I looked at Wink, looked at her innocent green eyes and her earnest, heart-shaped face. “Is that really true, Wink?”
She smiled suddenly, soft lips, cute ears. “You keep asking me that. Of course it's true. All the strangest things are true. Autumn hanged for it,
hanged by the neck until dead,
and her children grew up with strangers, orphaned and alone like in one of my hayloft stories. The house went up for sale, and Roman Luck bought it. But Autumn's bad thing, her unforgivable thing, had soaked into the floorboards, and creeped into the walls.”
“You told me Roman didn't leave because of a ghost.”
She shrugged. “Mim said he didn't. She read his cards sometimes, so she would know. Sometimes people just . . . leave.”
An owl hooted somewhere out in the night. The hoo-hooing swept right through the broken glass, right into my ears, like a whisper from Poppy.

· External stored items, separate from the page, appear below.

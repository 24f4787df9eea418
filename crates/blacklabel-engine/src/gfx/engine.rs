use std::cell::RefCell;
use std::rc::Rc;

use crate::coords::Viewport;

use super::{
    EngineError, Geometry, GeometryId, MaterialId, PerspectiveCamera, RendererId, Resource,
    Scene, StandardMaterial,
};

/// Options fixed when a rendering surface is created.
#[derive(Debug, Copy, Clone, PartialEq)]
pub struct RendererOptions {
    pub antialias: bool,
    /// Device pixels per logical pixel.
    pub pixel_ratio: f32,
}

impl Default for RendererOptions {
    fn default() -> Self {
        Self { antialias: true, pixel_ratio: 1.0 }
    }
}

/// A 3D backend: owns GPU-side resources and draws scenes into surfaces.
///
/// Resources are created explicitly and must be disposed explicitly; a
/// backend reports disposal of an unknown (or already disposed) resource as
/// [`EngineError::UnknownResource`] rather than ignoring it.
pub trait Engine {
    /// Short human-readable backend name for diagnostics.
    fn backend_name(&self) -> &str;

    fn create_geometry(&mut self, geometry: Geometry) -> Result<GeometryId, EngineError>;

    fn create_material(&mut self, material: StandardMaterial) -> Result<MaterialId, EngineError>;

    /// Creates a rendering surface. It starts at zero size.
    fn create_renderer(&mut self, options: RendererOptions) -> Result<RendererId, EngineError>;

    /// Resizes a surface to `size` logical pixels. Zero sizes are accepted;
    /// such a surface draws nothing.
    fn set_size(&mut self, renderer: RendererId, size: Viewport) -> Result<(), EngineError>;

    /// Submits one frame of `scene` seen through `camera`.
    fn render(
        &mut self,
        renderer: RendererId,
        scene: &Scene,
        camera: &PerspectiveCamera,
    ) -> Result<(), EngineError>;

    fn dispose(&mut self, resource: Resource) -> Result<(), EngineError>;
}

/// Engine handle injected into components. Absence is modelled as
/// `Option<SharedEngine>` at the injection site.
pub type SharedEngine = Rc<RefCell<dyn Engine>>;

“I was hiding and I heard the screams and I went closer to see. There was a man in this room, Midnight, and he was screaming, and bleeding. He was dying. He was handsome, and beautiful, like a prince in a fairy tale. He didn't see me, not at first. I was little, and had to stand on my tiptoes, and I could still barely reach the windowsill. He was all in shadow and kept clutching his side and saying something, over and over.”
Wink was using her Putting the Orphans to Sleep voice. But I wasn't getting sleepy this time.
“What?” I asked, when she didn't continue. “What did he say?”
“
Tell my children I love them.
That's what he said, again and again. And oh, Midnight, his voice was so raw and sad.”
I looked around the room, and then slammed my eyes shut, thinking that the ghost of Martin Lind was going to appear in front of me, bleeding and clutching and crying out in the dark.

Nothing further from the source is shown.